Dia 29 de setembro estreou No Sigilo, um filme que visa trazer a representatividade LGBTQIA+ e negra para o cenário audiovisual independente brasileiro. O filme é o primeiro longa-metragem do canal Deu M, um coletivo que através das suas produções busca dar visibilidade e fortalecer a representatividade das minorias.
O filme conta a história de dois gays moradores de favela que se conhecem desde a infância e foram separados pelo destino. Renatinho (interpretado por Victor Monartz) se envolveu com o crime e Caio (interpretado por Victor Marinho) segue o caminho das artes. Mas, durante o desenrolar da história eles se aproximam, o que se torna uma motivação para Renatinho mudar de vida.
“Quem dera se tivesse um monte de Renatinho que se regenera, acho que de certa forma é até o que a gente queria que acontecesse na vida real. A gente que vive na favela, que tem amigo não só no trafico, mas também que morre por causa de drogas, é baseado um pouco nessa vontade”, comenta Paula Vieira, que interpreta Maria Luiza.
O filme foi gravado durante a pandemia, uma situação na qual todos os planos mudaram. Os membros do Deu M encontraram em “No Sigilo” uma forma de continuar produzindo e levando entretenimento ao público. “De certa forma romantizamos a história do filme, mas é até bom porque estamos acostumado a ver tanta coisa ruim, tanta notícia ruim, então pelo menos estamos entregando alguma coisa boa para fazer as pessoas não pirarem tanto com o que está acontecendo no mundo todo”, diz o roteirista Victor Marinho.
Sobre o roteiro de “No Sigilo”
Victor Marinho e Carol Olimpo são roteiristas do filme, que é dirigido por Jamal D’Izete. Victor tem 24 anos e faz faculdade de Produção Audiovisual, ele conta que o roteiro foi escrito a distância. “Até então eu tinha escrevido 30 cenas, seria um curta. Aí eu mandei para o Jamal e ele falou para eu dar mais atenção a alguns personagens e dar uma reescrevida. Daí eu mandei o texto para a Carol e num final de semana a gente reescreveu o filme todo, começamos do zero. Eu passei toda a ideia para a Carol e ela me mandava as partes do filme. Quando eu fui ver, de 30 cenas tinhas 62. Aí eu falei: meu Deus, é um longa passou de 40 minutos, o primeiro longa do canal”.
Este longa-metragem foge do estereótipo do ator negro na mídia tradicional e traz a representatividade de forma positiva. Victor, como roteirista, se preocupa com a narrativa que coloque os negros em diversos papéis. “A gente veio com essa ideia de fazer personagens que normalmente a gente não recebe nem fazendo aula de teatro. Porque é sempre o branco que é o príncipe. Não tem preto príncipe, uma preta princesa.

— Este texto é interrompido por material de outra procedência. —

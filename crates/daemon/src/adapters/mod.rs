//! Adapter contracts between the state core and the external tools that do
//! the actual media work.
//!
//! The core never interprets media itself: it consumes verdicts. Every
//! adapter is a capability trait so tests can substitute scripted fakes.
//! Reference implementations shell out to ffprobe/ffmpeg; calls are
//! synchronous and the planner runs them on the blocking pool. Adapters must
//! be idempotent at the path level: the planner may re-invoke them after a
//! crash or timeout.

pub mod audio;
pub mod convert;
pub mod integrity;

#[cfg(test)]
pub mod fake;

use std::io::Read;
use std::path::{Path, PathBuf};
use std::process::{Command, Output, Stdio};
use std::time::{Duration, Instant};
use thiserror::Error;

/// Error type for adapter calls.
#[derive(Debug, Error)]
pub enum AdapterError {
    /// The external tool could not be started or produced no usable output.
    #[error("tool failed: {0}")]
    ToolFailed(String),

    /// The call exceeded its deadline.
    #[error("deadline of {0:?} exceeded")]
    DeadlineExceeded(Duration),

    /// Output parsing failed.
    #[error("failed to parse tool output: {0}")]
    ParseError(String),

    /// IO error launching the tool.
    #[error("IO error: {0}")]
    Io(#[from] std::io::Error),
}

/// Integrity check depth, passed through from configuration. Any escalation
/// policy between modes is the adapter's concern, not the core's.
#[derive(Debug, Clone, Copy, PartialEq, Eq)]
pub enum IntegrityMode {
    /// Container and stream headers only.
    Quick,
    /// Decode end-to-end.
    Full,
    /// Adapter chooses.
    Auto,
}

impl IntegrityMode {
    pub fn parse(s: &str) -> Option<Self> {
        match s {
            "quick" => Some(Self::Quick),
            "full" => Some(Self::Full),
            "auto" => Some(Self::Auto),
            _ => None,
        }
    }
}

/// Verdict of an integrity check.
#[derive(Debug, Clone, Copy, PartialEq, Eq)]
pub enum IntegrityVerdict {
    /// The file decodes cleanly end to end.
    Complete,
    /// The file is truncated or damaged.
    Incomplete,
    /// The check itself failed.
    Error,
}

/// Full result of an integrity check.
#[derive(Debug, Clone)]
pub struct IntegrityReport {
    pub verdict: IntegrityVerdict,
    /// 0..1 readability share, when the checker can estimate one.
    pub score: Option<f64>,
    /// Checker-suggested wait before retrying, in seconds.
    pub retry_after: Option<u64>,
    pub detail: Option<String>,
}

impl IntegrityReport {
    pub fn complete(score: f64) -> Self {
        Self {
            verdict: IntegrityVerdict::Complete,
            score: Some(score),
            retry_after: None,
            detail: None,
        }
    }

    pub fn incomplete(detail: impl Into<String>) -> Self {
        Self {
            verdict: IntegrityVerdict::Incomplete,
            score: None,
            retry_after: None,
            detail: Some(detail.into()),
        }
    }

    pub fn error(detail: impl Into<String>) -> Self {
        Self {
            verdict: IntegrityVerdict::Error,
            score: None,
            retry_after: None,
            detail: Some(detail.into()),
        }
    }
}

/// One audio track as reported by the probe.
#[derive(Debug, Clone, PartialEq, Eq)]
pub struct AudioTrack {
    /// Language tag, lowercased ("eng", "und", ...).
    pub language: String,
    pub channels: u32,
    pub is_default: bool,
    /// Track title when tagged; English is sometimes only named here.
    pub title: Option<String>,
}

impl AudioTrack {
    /// English by language tag or by title.
    pub fn is_english(&self) -> bool {
        matches!(self.language.as_str(), "eng" | "en" | "english")
            || self
                .title
                .as_deref()
                .map(|t| {
                    let t = t.to_lowercase();
                    t.contains("eng") || t.contains("english")
                })
                .unwrap_or(false)
    }
}

/// Whether a track set already carries an English 2.0 track.
pub fn has_english_stereo(tracks: &[AudioTrack]) -> bool {
    tracks.iter().any(|t| t.channels == 2 && t.is_english())
}

/// Whether a track set carries an English multichannel source to downmix.
pub fn has_english_surround(tracks: &[AudioTrack]) -> bool {
    tracks.iter().any(|t| t.channels > 2 && t.is_english())
}

/// Outcome of a conversion call.
#[derive(Debug, Clone, PartialEq, Eq)]
pub enum ConversionOutcome {
    /// The stereo companion was produced at the given path.
    Converted(PathBuf),
    Failed,
}

/// Full result of a conversion call.
#[derive(Debug, Clone)]
pub struct ConversionReport {
    pub outcome: ConversionOutcome,
    pub detail: Option<String>,
}

/// Conversion parameters snapshotted from configuration.
#[derive(Debug, Clone)]
pub struct ConvertPolicy {
    pub codec: String,
    pub bitrate: String,
}

/// Decode-probe capability.
pub trait IntegrityChecker: Send + Sync {
    /// Check one path. Must be idempotent per path and safe to call
    /// concurrently on different paths. Failures are reported as an
    /// `Error` verdict, never panics.
    fn check(&self, path: &Path, mode: IntegrityMode, deadline: Duration) -> IntegrityReport;
}

/// Audio-track inspection capability. Read-only.
pub trait AudioProbe: Send + Sync {
    fn probe(&self, path: &Path, deadline: Duration) -> Result<Vec<AudioTrack>, AdapterError>;
}

/// Stereo-companion production capability.
pub trait Converter: Send + Sync {
    /// Produce the companion for `path`. Must tolerate re-invocation on the
    /// same input.
    fn convert(&self, path: &Path, policy: &ConvertPolicy, deadline: Duration) -> ConversionReport;
}

/// Runs a command with a hard deadline, returning `None` on timeout.
/// The child is killed and reaped when the deadline fires.
pub(crate) fn run_with_timeout(
    mut cmd: Command,
    deadline: Duration,
) -> std::io::Result<Option<Output>> {
    cmd.stdout(Stdio::piped()).stderr(Stdio::piped());
    let mut child = cmd.spawn()?;
    let start = Instant::now();

    loop {
        if let Some(status) = child.try_wait()? {
            let mut stdout = Vec::new();
            let mut stderr = Vec::new();
            if let Some(mut out) = child.stdout.take() {
                out.read_to_end(&mut stdout)?;
            }
            if let Some(mut err) = child.stderr.take() {
                err.read_to_end(&mut stderr)?;
            }
            return Ok(Some(Output {
                status,
                stdout,
                stderr,
            }));
        }

        if start.elapsed() >= deadline {
            let _ = child.kill();
            let _ = child.wait();
            return Ok(None);
        }

        std::thread::sleep(Duration::from_millis(50));
    }
}

#[cfg(test)]
mod tests {
    use super::*;

    fn track(language: &str, channels: u32, title: Option<&str>) -> AudioTrack {
        AudioTrack {
            language: language.to_string(),
            channels,
            is_default: false,
            title: title.map(String::from),
        }
    }

    #[test]
    fn test_english_detection_by_language_tag() {
        assert!(track("eng", 2, None).is_english());
        assert!(track("en", 6, None).is_english());
        assert!(track("english", 2, None).is_english());
        assert!(!track("und", 2, None).is_english());
        assert!(!track("rus", 2, None).is_english());
    }

    #[test]
    fn test_english_detection_by_title() {
        assert!(track("und", 2, Some("English Stereo")).is_english());
        assert!(track("und", 6, Some("ENG 5.1")).is_english());
        assert!(!track("und", 2, Some("Commentary")).is_english());
    }

    #[test]
    fn test_has_english_stereo() {
        let tracks = vec![track("rus", 6, None), track("eng", 2, None)];
        assert!(has_english_stereo(&tracks));

        let tracks = vec![track("eng", 6, None)];
        assert!(!has_english_stereo(&tracks));

        assert!(!has_english_stereo(&[]));
    }

    #[test]
    fn test_has_english_surround() {
        let tracks = vec![track("eng", 6, None), track("eng", 2, None)];
        assert!(has_english_surround(&tracks));

        // Stereo-only English is not a downmix source
        let tracks = vec![track("eng", 2, None)];
        assert!(!has_english_surround(&tracks));

        // Surround in another language does not qualify
        let tracks = vec![track("fra", 8, None)];
        assert!(!has_english_surround(&tracks));
    }

    #[test]
    fn test_integrity_mode_parse() {
        assert_eq!(IntegrityMode::parse("quick"), Some(IntegrityMode::Quick));
        assert_eq!(IntegrityMode::parse("full"), Some(IntegrityMode::Full));
        assert_eq!(IntegrityMode::parse("auto"), Some(IntegrityMode::Auto));
        assert_eq!(IntegrityMode::parse("deep"), None);
    }

    #[test]
    fn test_run_with_timeout_finishes_fast_command() {
        let cmd = Command::new("true");
        let out = run_with_timeout(cmd, Duration::from_secs(5)).unwrap();
        assert!(out.is_some());
    }

    #[test]
    fn test_run_with_timeout_kills_slow_command() {
        let mut cmd = Command::new("sleep");
        cmd.arg("30");
        let start = Instant::now();
        let out = run_with_timeout(cmd, Duration::from_millis(200)).unwrap();
        assert!(out.is_none());
        assert!(start.elapsed() < Duration::from_secs(5));
    }
}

Eu já estou saturado de ficar sempre vendo essa mesma coisa. Você estuda muito pra ser sempre o filho da empregada no cinema, minha mãe é doméstica, eu não preciso estudar muito pra saber como é ser o filho da empregada, porque eu já sou. É para sair dessa realidade que a maioria vive e até mostrar que a gente é capaz de fazer outros personagens”, desabafa.
Curiosidades do elenco
O elenco tem oito atores e, em média, são 20 pessoas envolvidas na produção. Nem todos tinham contato com cinema ou teatro, como Paula Vieira que estrou como atriz em No Sigilo. “Primeira vez que eu fiz, porque ele [Victor Marinho] gosta de recrutar talentos. Somos amigos desde criança e ele sempre recrutou todo mundo aqui para ser ator, dessa vez ele me recrutou”.

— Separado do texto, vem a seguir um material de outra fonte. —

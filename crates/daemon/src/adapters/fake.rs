//! Scripted adapter fakes for deterministic tests.
//!
//! Each fake pops pre-loaded results in order and counts its calls, so
//! tests can assert exactly when the planner reached out.

use super::{
    AdapterError, AudioProbe, AudioTrack, ConversionOutcome, ConversionReport, ConvertPolicy,
    Converter, IntegrityChecker, IntegrityMode, IntegrityReport,
};
use crate::adapters::convert::companion_path;
use std::collections::VecDeque;
use std::path::Path;
use std::sync::atomic::{AtomicU32, Ordering};
use std::sync::Mutex;
use std::time::Duration;

pub fn en_stereo_track() -> AudioTrack {
    AudioTrack {
        language: "eng".to_string(),
        channels: 2,
        is_default: false,
        title: None,
    }
}

pub fn en_surround_track() -> AudioTrack {
    AudioTrack {
        language: "eng".to_string(),
        channels: 6,
        is_default: true,
        title: None,
    }
}

pub fn und_track(channels: u32) -> AudioTrack {
    AudioTrack {
        language: "und".to_string(),
        channels,
        is_default: false,
        title: None,
    }
}

/// Integrity checker that replays scripted reports; defaults to `Complete`
/// once the script runs out.
#[derive(Default)]
pub struct ScriptedIntegrity {
    script: Mutex<VecDeque<IntegrityReport>>,
    pub calls: AtomicU32,
}

impl ScriptedIntegrity {
    pub fn new() -> Self {
        Self::default()
    }

    pub fn push(&self, report: IntegrityReport) {
        self.script.lock().unwrap().push_back(report);
    }

    pub fn call_count(&self) -> u32 {
        self.calls.load(Ordering::SeqCst)
    }
}

impl IntegrityChecker for ScriptedIntegrity {
    fn check(&self, _path: &Path, _mode: IntegrityMode, _deadline: Duration) -> IntegrityReport {
        self.calls.fetch_add(1, Ordering::SeqCst);
        self.script
            .lock()
            .unwrap()
            .pop_front()
            .unwrap_or_else(|| IntegrityReport::complete(1.0))
    }
}

/// Audio probe that replays scripted track lists; defaults to an English
/// stereo track once the script runs out.
#[derive(Default)]
pub struct ScriptedProbe {
    script: Mutex<VecDeque<Result<Vec<AudioTrack>, String>>>,
    pub calls: AtomicU32,
}

impl ScriptedProbe {
    pub fn new() -> Self {
        Self::default()
    }

    pub fn push(&self, tracks: Vec<AudioTrack>) {
        self.script.lock().unwrap().push_back(Ok(tracks));
    }

    pub fn push_error(&self, detail: &str) {
        self.script
            .lock()
            .unwrap()
            .push_back(Err(detail.to_string()));
    }

    pub fn call_count(&self) -> u32 {
        self.calls.load(Ordering::SeqCst)
    }
}

impl AudioProbe for ScriptedProbe {
    fn probe(&self, _path: &Path, _deadline: Duration) -> Result<Vec<AudioTrack>, AdapterError> {
        self.calls.fetch_add(1, Ordering::SeqCst);
        match self.script.lock().unwrap().pop_front() {
            Some(Ok(tracks)) => Ok(tracks),
            Some(Err(detail)) => Err(AdapterError::ToolFailed(detail)),
            None => Ok(vec![en_stereo_track()]),
        }
    }
}

/// Converter that replays scripted reports; defaults to success with the
/// standard companion path once the script runs out.
#[derive(Default)]
pub struct ScriptedConverter {
    script: Mutex<VecDeque<ConversionReport>>,
    pub calls: AtomicU32,
}

impl ScriptedConverter {
    pub fn new() -> Self {
        Self::default()
    }

    pub fn push_failure(&self, detail: &str) {
        self.script.lock().unwrap().push_back(ConversionReport {
            outcome: ConversionOutcome::Failed,
            detail: Some(detail.to_string()),
        });
    }

    pub fn call_count(&self) -> u32 {
        self.calls.load(Ordering::SeqCst)
    }
}

impl Converter for ScriptedConverter {
    fn convert(
        &self,
        path: &Path,
        _policy: &ConvertPolicy,
        _deadline: Duration,
    ) -> ConversionReport {
        self.calls.fetch_add(1, Ordering::SeqCst);
        self.script
            .lock()
            .unwrap()
            .pop_front()
            .unwrap_or_else(|| ConversionReport {
                outcome: ConversionOutcome::Converted(companion_path(path)),
                detail: None,
            })
    }
}
impl ProcessedStatus {
    pub fn as_str(&self) -> &'static str {
        match self {
            ProcessedStatus::New => "new",
            ProcessedStatus::SkippedHasEn2 => "skipped_has_en2",
            ProcessedStatus::Converted => "converted",
            ProcessedStatus::ConvertFailed => "convert_failed",
            ProcessedStatus::GroupPendingPair => "group_pending_pair",
            ProcessedStatus::GroupProcessed => "group_processed",
            ProcessedStatus::Ignored => "ignored",
            ProcessedStatus::Duplicate => "duplicate",
        }
    }

    pub fn parse(s: &str) -> Option<Self> {
        match s {
            "new" => Some(Self::New),
            "skipped_has_en2" => Some(Self::SkippedHasEn2),
            "converted" => Some(Self::Converted),
            "convert_failed" => Some(Self::ConvertFailed),
            "group_pending_pair" => Some(Self::GroupPendingPair),
            "group_processed" => Some(Self::GroupProcessed),
            "ignored" => Some(Self::Ignored),
            "duplicate" => Some(Self::Duplicate),
            _ => None,
        }
    }

    /// Statuses that count as a finished member for group completion.
    pub fn is_settled(&self) -> bool {
        matches!(
            self,
            ProcessedStatus::SkippedHasEn2
                | ProcessedStatus::Converted
                | ProcessedStatus::GroupProcessed
                | ProcessedStatus::Ignored
                | ProcessedStatus::Duplicate
        )
    }

    /// Whether `self -> target` is a legal transition. Staying put is always
    /// legal; a size change re-arms any non-final status back to `New`.
    pub fn can_transition_to(&self, target: ProcessedStatus) -> bool {
        use ProcessedStatus::*;
        if *self == target {
            return true;
        }
        match self {
            New => matches!(
                target,
                SkippedHasEn2 | Converted | ConvertFailed | GroupPendingPair | Ignored | Duplicate
            ),
            SkippedHasEn2 => matches!(target, GroupProcessed),
            Converted => matches!(target, GroupProcessed | New),
            ConvertFailed => matches!(target, New | GroupPendingPair | Converted | Ignored),
            GroupPendingPair => matches!(target, Converted | ConvertFailed | GroupProcessed | New),
            GroupProcessed => false,
            Ignored => false,
            Duplicate => false,
        }
    }
}

/// Which side of a conversion pair a file plays.
#[derive(Debug, Clone, Copy, PartialEq, Eq, Serialize, Deserialize)]
#[serde(rename_all = "snake_case")]
pub enum FileRole {
    Original,
    StereoCompanion,
}

impl Default for FileRole {
    fn default() -> Self {
        Self::Original
    }
}

impl std::fmt::Display for FileRole {
    fn fmt(&self, f: &mut std::fmt::Formatter<'_>) -> std::fmt::Result {
        f.write_str(self.as_str())
    }
}

impl FileRole {
    pub fn as_str(&self) -> &'static str {
        match self {
            FileRole::Original => "original",
            FileRole::StereoCompanion => "stereo_companion",
        }
    }

    pub fn parse(s: &str) -> Option<Self> {
        match s {
            "original" => Some(Self::Original),
            "stereo_companion" => Some(Self::StereoCompanion),
            _ => None,
        }
    }
}

/// Lifecycle of a conversion group.
#[derive(Debug, Clone, Copy, PartialEq, Eq, Serialize, Deserialize)]
#[serde(rename_all = "snake_case")]
pub enum GroupState {
    /// Group created; members still working through integrity/probe.
    Forming,
    /// Conversion started; companion not finished yet.
    PendingPair,
    /// Completion rule holds; finalization about to run.
    ReadyToFinalize,
    /// Group in its final shape.
    Processed,
    /// Conversion exhausted its retries.
    Failed,
}

impl Default for GroupState {
    fn default() -> Self {
        Self::Forming
    }
}

impl std::fmt::Display for GroupState {
    fn fmt(&self, f: &mut std::fmt::Formatter<'_>) -> std::fmt::Result {
        f.write_str(self.as_str())
    }
}

impl GroupState {
    pub fn as_str(&self) -> &'static str {
        match self {
            GroupState::Forming => "forming",
            GroupState::PendingPair => "pending_pair",
            GroupState::ReadyToFinalize => "ready_to_finalize",
            GroupState::Processed => "processed",
            GroupState::Failed => "failed",
        }
    }

    pub fn parse(s: &str) -> Option<Self> {
        match s {
            "forming" => Some(Self::Forming),
            "pending_pair" => Some(Self::PendingPair),
            "ready_to_finalize" => Some(Self::ReadyToFinalize),
            "processed" => Some(Self::Processed),
            "failed" => Some(Self::Failed),
            _ => None,
        }
    }

    pub fn can_transition_to(&self, target: GroupState) -> bool {
        use GroupState::*;
        if *self == target {
            return true;
        }
        match self {
            Forming => matches!(target, PendingPair | ReadyToFinalize | Failed),
            PendingPair => matches!(target, ReadyToFinalize | Failed | Forming),
            ReadyToFinalize => matches!(target, Processed | PendingPair),
            Processed => false,
            Failed => matches!(target, Forming | PendingPair),
        }
    }
}

/// One tracked file on disk.
#[derive(Debug, Clone, Serialize, Deserialize, PartialEq)]
pub struct FileEntry {
    /// Row id, filled after the first upsert.
    pub id: Option<i64>,
    /// Absolute path; the primary identity.
    pub path: PathBuf,
    /// Group this file belongs to.
    pub group_id: String,
    /// Role within the group.
    pub role: FileRole,
    /// Last observed size in bytes.
    pub size_bytes: u64,
    /// When `size_bytes` was sampled.
    pub size_observed_at: i64,
    /// Earliest time the size has been observed unchanged; cleared whenever
    /// the size changes.
    pub stable_since: Option<i64>,
    pub integrity: IntegrityStatus,
    /// 0..1 readability share reported by the integrity checker.
    pub integrity_score: Option<f64>,
    /// Integrity checks performed since the last size change.
    pub integrity_attempts: u32,
    pub processed: ProcessedStatus,
    /// Conversion attempts since the last size change.
    pub convert_attempts: u32,
    /// Cached audio-probe outcome: does an English stereo track exist?
    pub has_en2: Option<bool>,
    /// Scheduled next wake; `NEVER_TS` for terminal records.
    pub next_check_at: i64,
    /// Current retry wait after a recoverable failure.
    pub backoff_sec: u64,
    pub discovered_at: i64,
    pub updated_at: i64,
    pub last_error: Option<String>,
}

impl FileEntry {
    /// Fresh entry as discovery creates it: immediately due, everything
    /// unknown.
    pub fn new_discovered(path: &Path, size_bytes: u64, now: i64) -> Self {
        let (group_id, role) = group_key(path);
        Self {
            id: None,
            path: path.to_path_buf(),
            group_id,
            role,
            size_bytes,
            size_observed_at: now,
            stable_since: None,
            integrity: IntegrityStatus::Unknown,
            integrity_score: None,
            integrity_attempts: 0,
            processed: ProcessedStatus::New,
            convert_attempts: 0,
            has_en2: None,
            next_check_at: now,
            backoff_sec: 0,
            discovered_at: now,
            updated_at: now,
            last_error: None,
        }
    }

    /// Whether the record is parked forever.
    pub fn is_terminal(&self) -> bool {
        self.next_check_at >= NEVER_TS
    }

    pub fn is_due(&self, now: i64) -> bool {
        self.next_check_at <= now
    }

    /// Stable for at least `stable_wait_sec`?
    pub fn is_stable(&self, now: i64, stable_wait_sec: u64) -> bool {
        match self.stable_since {
            Some(since) => now - since >= stable_wait_sec as i64,
            None => false,
        }
    }
}

/// One conversion group: the {original, stereo companion} pair.
#[derive(Debug, Clone, Serialize, Deserialize, PartialEq)]
pub struct GroupEntry {
    pub group_id: String,
    pub original_path: Option<PathBuf>,
    pub companion_path: Option<PathBuf>,
    pub state: GroupState,
    /// Policy snapshot taken from config when the group was created.
    pub delete_original: bool,
    pub created_at: i64,
    pub finished_at: Option<i64>,
}

impl GroupEntry {
    pub fn new(group_id: &str, delete_original: bool, now: i64) -> Self {
        Self {
            group_id: group_id.to_string(),
            original_path: None,
            companion_path: None,
            state: GroupState::Forming,
            delete_original,
            created_at: now,
            finished_at: None,
        }
    }
}

/// Derives the group identity and role from a path.
///
/// The group name is the file stem with a trailing `.stereo` stripped,
/// prefixed with a short seeded hash of the parent directory so equal names
/// in different directories stay distinct. Group ids are persisted, so the
/// hash must be stable across processes. `movie.stereo.mkv` is the
/// companion of `movie.mkv`.
pub fn group_key(path: &Path) -> (String, FileRole) {
    let stem = path
        .file_stem()
        .and_then(|s| s.to_str())
        .unwrap_or_default();

    let (name, role) = match stem.strip_suffix(".stereo") {
        Some(base) => (base, FileRole::StereoCompanion),
        None => (stem, FileRole::Original),
    };

    let parent = path.parent().map(|p| p.to_string_lossy().into_owned());
    let mut hasher = XxHash64::with_seed(0);
    hasher.write(parent.unwrap_or_default().as_bytes());
    let tag = hasher.finish() & 0xffff_ffff;

    (format!("{:08x}/{}", tag, name), role)
}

Segundo Victor, interpretar papéis de pessoas homofóbicas foi desafiador. “A maioria do elenco é gay e quando eles foram fazer personagens que atingiam outro gay eles ficaram incomodados, porque de certa forma atingiam eles. Então teve muito aquela coisa de ‘entender que não sou eu’, querendo ou não, todo mundo saiu da zona de conforto”.
Bastidores do filme
As gravações foram no Morro da Primavera, em Cavalcanti, zona Norte do Rio de Janeiro, e levou, em média, três semanas de filmagem e três de edição. O filme já bateu mais de 14 mil visualizações e a produção está analisando o retorno do público para avaliar a possibilidade de continuação do longa.

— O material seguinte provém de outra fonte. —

//! Preflight checks run before monitoring starts.
//!
//! Verifies the external tools the adapters shell out to are actually
//! runnable, so a misconfigured host fails at startup instead of parking
//! every file in an error state.

use std::process::Command;
use stereod_config::Config;
use thiserror::Error;

/// Error types for startup checks
#[derive(Debug, Error)]
pub enum StartupError {
    #[error("ffprobe not available: {0}")]
    FfprobeUnavailable(String),

    #[error("ffmpeg not available: {0}")]
    FfmpegUnavailable(String),
}

/// Check that a binary answers `-version` successfully.
fn check_tool(binary: &str) -> Result<(), String> {
    let output = Command::new(binary)
        .arg("-version")
        .output()
        .map_err(|e| format!("{} -version failed; is it in PATH? Error: {}", binary, e))?;

    if !output.status.success() {
        return Err(format!("{} -version exited with {}", binary, output.status));
    }

    Ok(())
}

/// Check if ffprobe is available by running `ffprobe -version`.
pub fn check_ffprobe_available(ffprobe_path: &str) -> Result<(), StartupError> {
    check_tool(ffprobe_path).map_err(StartupError::FfprobeUnavailable)
}

/// Check if ffmpeg is available by running `ffmpeg -version`.
pub fn check_ffmpeg_available(ffmpeg_path: &str) -> Result<(), StartupError> {
    check_tool(ffmpeg_path).map_err(StartupError::FfmpegUnavailable)
}

/// Run all startup checks in order: ffprobe, ffmpeg.
pub fn run_startup_checks(config: &Config) -> Result<(), StartupError> {
    check_ffprobe_available(&config.audio.ffprobe_path)?;
    check_ffmpeg_available(&config.audio.ffmpeg_path)?;
    Ok(())
}

#[cfg(test)]
mod tests {
    use super::*;

    #[test]
    fn test_missing_ffprobe_fails() {
        let err = check_ffprobe_available("/definitely/not/a/real/ffprobe").unwrap_err();
        assert!(matches!(err, StartupError::FfprobeUnavailable(_)));
        assert!(err.to_string().contains("ffprobe"));
    }

    #[test]
    fn test_missing_ffmpeg_fails() {
        let err = check_ffmpeg_available("/definitely/not/a/real/ffmpeg").unwrap_err();
        assert!(matches!(err, StartupError::FfmpegUnavailable(_)));
    }

    #[test]
    fn test_run_startup_checks_surfaces_first_failure() {
        let mut config = Config::default();
        config.audio.ffprobe_path = "/definitely/not/a/real/ffprobe".to_string();

        let err = run_startup_checks(&config).unwrap_err();
        assert!(matches!(err, StartupError::FfprobeUnavailable(_)));
    }
}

Victor Marinho conta sobre a reação dos moradores durante a gravação: “O pessoal gosta porque estamos fazendo uma coisa de diferente, não estamos de bobeira na rua se misturando com coisa errada. Tem sempre umas pessoas que ficam retraídas pelo fato da gente levantar a bandeira LGBTQIA+, ai tem essa questão. Antes as pessoas passavam fazendo graça, barulho, buzinando, depois que viram a proporção mudaram a visão e entenderam que não era para atrapalhar e quem fica na janela até bate palma. As pessoas aos poucos vão apoiando”.